Collected data entries
★ ★ ★ ★ ★ ★ ★

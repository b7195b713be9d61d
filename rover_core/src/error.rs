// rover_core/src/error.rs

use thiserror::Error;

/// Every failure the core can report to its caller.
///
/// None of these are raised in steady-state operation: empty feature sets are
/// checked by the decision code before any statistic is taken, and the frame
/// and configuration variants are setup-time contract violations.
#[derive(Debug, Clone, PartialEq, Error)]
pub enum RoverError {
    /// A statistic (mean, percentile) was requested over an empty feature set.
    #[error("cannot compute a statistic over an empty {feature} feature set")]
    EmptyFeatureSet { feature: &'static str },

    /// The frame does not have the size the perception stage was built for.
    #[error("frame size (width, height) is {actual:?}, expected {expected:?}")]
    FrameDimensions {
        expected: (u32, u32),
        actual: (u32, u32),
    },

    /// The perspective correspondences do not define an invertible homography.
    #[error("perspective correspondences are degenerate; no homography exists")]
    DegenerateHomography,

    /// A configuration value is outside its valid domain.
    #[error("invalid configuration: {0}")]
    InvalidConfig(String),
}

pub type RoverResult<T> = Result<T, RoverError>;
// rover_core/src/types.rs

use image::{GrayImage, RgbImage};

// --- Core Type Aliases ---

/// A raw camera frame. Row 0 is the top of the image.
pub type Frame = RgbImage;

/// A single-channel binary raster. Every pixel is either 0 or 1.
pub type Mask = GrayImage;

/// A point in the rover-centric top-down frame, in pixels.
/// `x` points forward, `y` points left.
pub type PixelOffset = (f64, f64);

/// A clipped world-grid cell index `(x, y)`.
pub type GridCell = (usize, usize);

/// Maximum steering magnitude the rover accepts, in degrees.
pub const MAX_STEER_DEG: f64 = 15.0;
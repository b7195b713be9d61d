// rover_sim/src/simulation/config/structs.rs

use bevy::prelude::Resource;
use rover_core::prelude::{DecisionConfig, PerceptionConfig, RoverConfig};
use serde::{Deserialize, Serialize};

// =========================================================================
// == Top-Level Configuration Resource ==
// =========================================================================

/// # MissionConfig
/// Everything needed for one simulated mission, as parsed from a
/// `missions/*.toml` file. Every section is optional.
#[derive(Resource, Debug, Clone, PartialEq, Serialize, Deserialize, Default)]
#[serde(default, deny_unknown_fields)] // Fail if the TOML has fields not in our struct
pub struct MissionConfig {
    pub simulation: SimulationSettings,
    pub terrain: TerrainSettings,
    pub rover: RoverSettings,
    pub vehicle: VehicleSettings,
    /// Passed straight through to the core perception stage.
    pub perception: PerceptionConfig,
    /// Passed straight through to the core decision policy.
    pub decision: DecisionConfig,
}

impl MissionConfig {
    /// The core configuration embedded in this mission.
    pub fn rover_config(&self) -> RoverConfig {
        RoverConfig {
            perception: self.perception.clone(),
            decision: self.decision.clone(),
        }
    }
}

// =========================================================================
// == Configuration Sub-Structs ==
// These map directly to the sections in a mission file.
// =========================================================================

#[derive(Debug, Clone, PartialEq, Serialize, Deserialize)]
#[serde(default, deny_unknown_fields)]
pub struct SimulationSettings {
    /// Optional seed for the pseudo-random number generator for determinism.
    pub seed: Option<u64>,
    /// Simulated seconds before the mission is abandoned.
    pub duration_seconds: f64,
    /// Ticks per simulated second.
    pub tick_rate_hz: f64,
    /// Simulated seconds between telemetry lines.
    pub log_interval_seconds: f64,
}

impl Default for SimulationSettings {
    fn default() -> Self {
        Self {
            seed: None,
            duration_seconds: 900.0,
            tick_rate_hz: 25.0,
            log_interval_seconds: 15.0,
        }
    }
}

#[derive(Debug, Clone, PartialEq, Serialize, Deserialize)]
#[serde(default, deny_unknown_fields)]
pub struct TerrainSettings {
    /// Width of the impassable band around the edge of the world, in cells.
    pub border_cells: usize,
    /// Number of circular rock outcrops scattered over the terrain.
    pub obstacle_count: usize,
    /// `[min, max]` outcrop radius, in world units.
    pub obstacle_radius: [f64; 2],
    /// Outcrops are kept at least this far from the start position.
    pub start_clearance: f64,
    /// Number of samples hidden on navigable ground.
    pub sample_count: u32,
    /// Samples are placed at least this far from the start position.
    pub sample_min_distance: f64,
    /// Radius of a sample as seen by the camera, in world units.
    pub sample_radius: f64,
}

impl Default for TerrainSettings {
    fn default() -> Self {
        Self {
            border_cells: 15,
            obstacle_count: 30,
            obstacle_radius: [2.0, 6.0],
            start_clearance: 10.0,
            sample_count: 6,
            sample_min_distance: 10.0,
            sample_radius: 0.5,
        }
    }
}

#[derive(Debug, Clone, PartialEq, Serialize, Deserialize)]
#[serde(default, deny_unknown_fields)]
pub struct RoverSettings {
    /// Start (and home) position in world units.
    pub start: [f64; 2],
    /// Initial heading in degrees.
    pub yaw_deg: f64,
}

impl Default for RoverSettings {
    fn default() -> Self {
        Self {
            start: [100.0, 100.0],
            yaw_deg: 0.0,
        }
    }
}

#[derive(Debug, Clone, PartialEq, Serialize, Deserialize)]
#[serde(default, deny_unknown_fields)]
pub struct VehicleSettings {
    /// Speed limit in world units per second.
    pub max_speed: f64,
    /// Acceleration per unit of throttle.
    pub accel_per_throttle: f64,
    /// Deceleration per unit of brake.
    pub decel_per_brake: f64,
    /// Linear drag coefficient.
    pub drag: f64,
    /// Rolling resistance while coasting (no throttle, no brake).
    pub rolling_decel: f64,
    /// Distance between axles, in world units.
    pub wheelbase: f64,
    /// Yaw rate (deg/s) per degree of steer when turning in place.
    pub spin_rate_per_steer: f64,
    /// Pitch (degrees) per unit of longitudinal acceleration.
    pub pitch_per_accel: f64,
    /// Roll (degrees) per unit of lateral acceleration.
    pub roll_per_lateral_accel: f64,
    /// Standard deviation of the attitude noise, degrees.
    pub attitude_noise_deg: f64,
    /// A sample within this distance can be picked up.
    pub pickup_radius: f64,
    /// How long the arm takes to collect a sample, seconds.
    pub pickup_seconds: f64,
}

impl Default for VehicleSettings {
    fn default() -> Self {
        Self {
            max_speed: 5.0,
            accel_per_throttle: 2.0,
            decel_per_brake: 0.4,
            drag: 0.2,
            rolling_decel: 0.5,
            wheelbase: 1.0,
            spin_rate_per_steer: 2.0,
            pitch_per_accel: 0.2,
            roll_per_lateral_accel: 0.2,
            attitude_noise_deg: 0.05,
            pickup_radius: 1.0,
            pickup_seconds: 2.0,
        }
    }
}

★ ★ ★ ★ ★ ★ ★

In the entries above, locate every line with the word "PerceptionConfig" and copy it.

**RESPONSE FOR THIS EXERCISE:**
use rover_core::prelude::{DecisionConfig, PerceptionConfig, RoverConfig};
    pub perception: PerceptionConfig,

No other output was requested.